Perhaps she recognized his hesitation, or maybe she mistook it for him being in so much pain that he couldn’t think. Either way, she slid more into the water, until her bottom was on a ledge in the water. “This might be an easier position. It’s going to take a while for this solution to set, anyway.”
She hadn’t even started doing anything, as far as he was aware. But he allowed her to draw him forward, even though there was nowhere for him to go. Without words, she guided him to lay his head on her lap.
She couldn’t know what this was doing to him. She had no way of knowing that by resting his head against her thighs, that she had pressed his gills between them as well. That her scent was nearly overpowering here, tantalizing his senses and filtering through his very breath. He could taste her on his tongue, sweet and musky and entirely unlike anything he’d ever tasted before.
Mira cleared her throat, her fingers playing over his exposed gills for a second before rasping, “Is this okay?”
It was mouthwatering. Arges wanted to turn his head, to use his other senses to find out where that delicate scent was coming from. He wanted to split her strange tails, to see if she was built the same as his kind or if she was something different. He wanted her to run her fingers through his gills again, the way she had before in that cave where he hadn’t been so afraid that someone would find her.
Every color in his body burst into light, lighting up the surrounding water with a bright glow. And he wasn’t even ashamed about it. He refused to think too much about how all of his gills flared and then fluttered. No voice interrupted his thoughts to tell him that fluttering for a creature like her was a direct insult to the gods of his kind.
None of it mattered. The only thing that mattered at all was the feeling of her fingers brushing through his hair, and the taste of her on his tongue.

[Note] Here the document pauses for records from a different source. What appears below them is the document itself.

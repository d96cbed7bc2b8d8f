//! datascrub - Chainable cleaning pipeline for tabular data

use std::io::Write;
use std::path::PathBuf;
use std::process::ExitCode;

use anyhow::Result;
use clap::{Parser, ValueEnum};
use termcolor::{Color, ColorChoice, ColorSpec, StandardStream, WriteColor};
use tracing_subscriber::{fmt, EnvFilter};

use datascrub::clean::{CleanReport, OutlierMethod};
use datascrub::config::{Config, ExportFormat};
use datascrub::pipeline::{Pipeline, DEFAULT_OUTLIER_THRESHOLD};

#[derive(Debug, Clone, Copy, ValueEnum)]
enum CliExportFormat {
    Csv,
    Json,
    Parquet,
    Sql,
}

impl From<CliExportFormat> for ExportFormat {
    fn from(f: CliExportFormat) -> Self {
        match f {
            CliExportFormat::Csv => ExportFormat::Csv,
            CliExportFormat::Json => ExportFormat::Json,
            CliExportFormat::Parquet => ExportFormat::Parquet,
            CliExportFormat::Sql => ExportFormat::Sql,
        }
    }
}

#[derive(Debug, Clone, Copy, ValueEnum)]
enum CliOutlierMethod {
    Cap,
    Remove,
}

impl From<CliOutlierMethod> for OutlierMethod {
    fn from(m: CliOutlierMethod) -> Self {
        match m {
            CliOutlierMethod::Cap => OutlierMethod::Cap,
            CliOutlierMethod::Remove => OutlierMethod::Remove,
        }
    }
}

/// Chainable cleaning pipeline for tabular data (CSV, Excel, Parquet, JSON, SQLite)
#[derive(Parser, Debug)]
#[command(name = "datascrub")]
#[command(author, version, about, long_about = None)]
struct Cli {
    /// Input file, or SQLite database when --query is given
    input: PathBuf,

    /// Where to write the cleaned table
    #[arg(short, long)]
    output: PathBuf,

    /// Output format
    #[arg(short, long, value_enum, default_value = "csv")]
    format: CliExportFormat,

    /// Read the input as a SQLite database and clean this query's result set
    #[arg(long)]
    query: Option<String>,

    /// For Excel files: which sheet to clean
    #[arg(long)]
    sheet: Option<String>,

    /// IQR multiplier for outlier bounds
    #[arg(long, default_value_t = DEFAULT_OUTLIER_THRESHOLD)]
    threshold: f64,

    /// What to do with outliers
    #[arg(long, value_enum, default_value = "cap")]
    method: CliOutlierMethod,

    /// Skip column-name standardization and cell trimming
    #[arg(long)]
    skip_standardize: bool,

    /// Skip duplicate and empty-row removal
    #[arg(long)]
    skip_garbage: bool,

    /// Skip statistical null imputation
    #[arg(long)]
    skip_impute: bool,

    /// Skip outlier handling
    #[arg(long)]
    skip_outliers: bool,

    /// Skip datetime promotion and categorical compaction
    #[arg(long)]
    skip_optimize: bool,

    /// Print a per-stage summary after cleaning
    #[arg(long)]
    report: bool,
}

fn main() -> ExitCode {
    let env = EnvFilter::try_from_default_env().unwrap_or_else(|_| EnvFilter::new("info"));
    fmt::Subscriber::builder().with_env_filter(env).init();

    match run() {
        Ok(()) => ExitCode::SUCCESS,
        Err(e) => {
            eprintln!("Error: {:#}", e);
            ExitCode::FAILURE
        }
    }
}

fn run() -> Result<()> {
    let cli = Cli::parse();

    let mut config = match &cli.query {
        Some(query) => Config::from_sql(cli.input.to_string_lossy(), query.as_str()),
        None => Config::from_file(&cli.input),
    };
    if let Some(sheet) = &cli.sheet {
        config = config.with_sheet_name(sheet.as_str());
    }

    let mut pipeline = Pipeline::load(&config)?;
    if !cli.skip_standardize {
        pipeline = pipeline.standardize();
    }
    if !cli.skip_garbage {
        pipeline = pipeline.handle_garbage();
    }
    if !cli.skip_impute {
        pipeline = pipeline.impute_missing();
    }
    if !cli.skip_outliers {
        pipeline = pipeline.handle_outliers(cli.threshold, cli.method.into());
    }
    if !cli.skip_optimize {
        pipeline = pipeline.optimize();
    }

    pipeline.export(&cli.output, cli.format.into())?;

    if cli.report {
        print_report(pipeline.report())?;
    }

    Ok(())
}

fn print_report(report: &CleanReport) -> Result<()> {
    let mut stdout = StandardStream::stdout(ColorChoice::Auto);

    stdout.set_color(ColorSpec::new().set_fg(Some(Color::Green)).set_bold(true))?;
    writeln!(
        stdout,
        "datascrub: {} rows × {} columns in",
        report.initial_rows, report.initial_columns
    )?;
    stdout.reset()?;

    if report.stages.is_empty() {
        writeln!(stdout, "No stages applied.")?;
        return Ok(());
    }

    let summary = tabled::Table::new(&report.stages);
    writeln!(stdout, "{}", summary)?;
    Ok(())
}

“I’ll take that as a yes.”
He couldn’t trust himself to speak. He’d say something foolish, like beg her to give him permission to discover more about her body. To see beyond the silver suit that covered her from head to toe. He wanted to know what that little hollow on her belly was, or what was between the split of her twin tails.
There was so much about her that he didn’t know. So much that he wanted to discover.
Instead, he let out a little hum and heard her gasp. Perhaps the sound had vibrated the water between her thighs, and it was something he stored away for later. Because that taste bloomed even more before she cleared her throat.
“I’m going to start healing you. If that’s all right?” she asked again, her voice a little deeper than before.
Nodding, he lifted his arms to frame her hips, dragging her a little closer. She could do whatever she wanted if he could stay right here for a little while longer.